Aim of the exercise: Lines with the word "filename": copy all of them from the entries below.
------
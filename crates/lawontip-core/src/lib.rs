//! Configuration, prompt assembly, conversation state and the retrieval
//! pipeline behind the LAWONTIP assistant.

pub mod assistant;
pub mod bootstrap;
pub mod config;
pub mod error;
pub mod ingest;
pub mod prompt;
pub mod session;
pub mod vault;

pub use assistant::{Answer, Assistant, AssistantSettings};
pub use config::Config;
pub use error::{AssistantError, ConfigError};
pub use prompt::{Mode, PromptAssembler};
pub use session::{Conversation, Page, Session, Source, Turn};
------
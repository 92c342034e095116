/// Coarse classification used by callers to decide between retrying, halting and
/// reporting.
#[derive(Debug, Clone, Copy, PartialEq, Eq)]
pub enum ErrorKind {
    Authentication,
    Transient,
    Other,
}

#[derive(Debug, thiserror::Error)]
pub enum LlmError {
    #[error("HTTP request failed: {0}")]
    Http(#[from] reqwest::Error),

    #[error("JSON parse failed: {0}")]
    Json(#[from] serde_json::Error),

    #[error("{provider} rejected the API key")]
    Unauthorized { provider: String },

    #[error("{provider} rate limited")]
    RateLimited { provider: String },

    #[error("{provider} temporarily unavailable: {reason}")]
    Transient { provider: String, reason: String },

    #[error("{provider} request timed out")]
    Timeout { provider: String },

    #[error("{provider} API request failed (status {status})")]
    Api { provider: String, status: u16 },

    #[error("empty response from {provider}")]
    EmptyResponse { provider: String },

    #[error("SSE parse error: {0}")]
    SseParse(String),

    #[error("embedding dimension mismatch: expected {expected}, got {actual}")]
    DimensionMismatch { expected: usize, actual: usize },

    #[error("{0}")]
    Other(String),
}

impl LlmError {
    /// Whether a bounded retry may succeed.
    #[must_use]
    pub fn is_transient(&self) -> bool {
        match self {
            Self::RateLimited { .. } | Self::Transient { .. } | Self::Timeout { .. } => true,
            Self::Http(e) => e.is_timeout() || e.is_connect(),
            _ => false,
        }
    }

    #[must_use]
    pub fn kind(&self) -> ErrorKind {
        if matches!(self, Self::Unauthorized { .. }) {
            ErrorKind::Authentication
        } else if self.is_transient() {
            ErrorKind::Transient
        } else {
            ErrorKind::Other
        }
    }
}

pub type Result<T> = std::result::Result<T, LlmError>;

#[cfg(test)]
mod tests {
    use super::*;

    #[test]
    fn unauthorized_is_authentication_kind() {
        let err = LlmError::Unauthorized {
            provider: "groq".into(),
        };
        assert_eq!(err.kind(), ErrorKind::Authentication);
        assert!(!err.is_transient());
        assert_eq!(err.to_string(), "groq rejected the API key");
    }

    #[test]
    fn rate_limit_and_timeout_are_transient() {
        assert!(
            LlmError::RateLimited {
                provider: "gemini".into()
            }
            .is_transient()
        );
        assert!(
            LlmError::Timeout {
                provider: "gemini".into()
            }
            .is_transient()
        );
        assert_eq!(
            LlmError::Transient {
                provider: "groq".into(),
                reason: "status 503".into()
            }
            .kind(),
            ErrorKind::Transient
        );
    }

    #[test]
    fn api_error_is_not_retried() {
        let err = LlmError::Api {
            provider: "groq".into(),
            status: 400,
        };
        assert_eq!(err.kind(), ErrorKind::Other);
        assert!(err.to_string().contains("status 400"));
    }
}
------
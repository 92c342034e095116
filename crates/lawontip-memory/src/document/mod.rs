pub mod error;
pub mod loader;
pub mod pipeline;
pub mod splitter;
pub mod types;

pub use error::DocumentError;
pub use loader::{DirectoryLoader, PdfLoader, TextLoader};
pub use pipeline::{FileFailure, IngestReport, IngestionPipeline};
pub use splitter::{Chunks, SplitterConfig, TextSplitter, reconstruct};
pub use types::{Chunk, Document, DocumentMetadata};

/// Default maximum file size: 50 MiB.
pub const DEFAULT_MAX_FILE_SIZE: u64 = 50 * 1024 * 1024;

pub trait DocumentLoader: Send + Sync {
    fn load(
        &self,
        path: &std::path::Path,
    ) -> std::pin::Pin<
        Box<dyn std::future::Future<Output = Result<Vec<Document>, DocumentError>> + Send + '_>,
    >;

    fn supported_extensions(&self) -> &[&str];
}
------
Expected answer:
filename crates/lawontip-core/src/lib.rs
filename crates/lawontip-memory/src/document/mod.rs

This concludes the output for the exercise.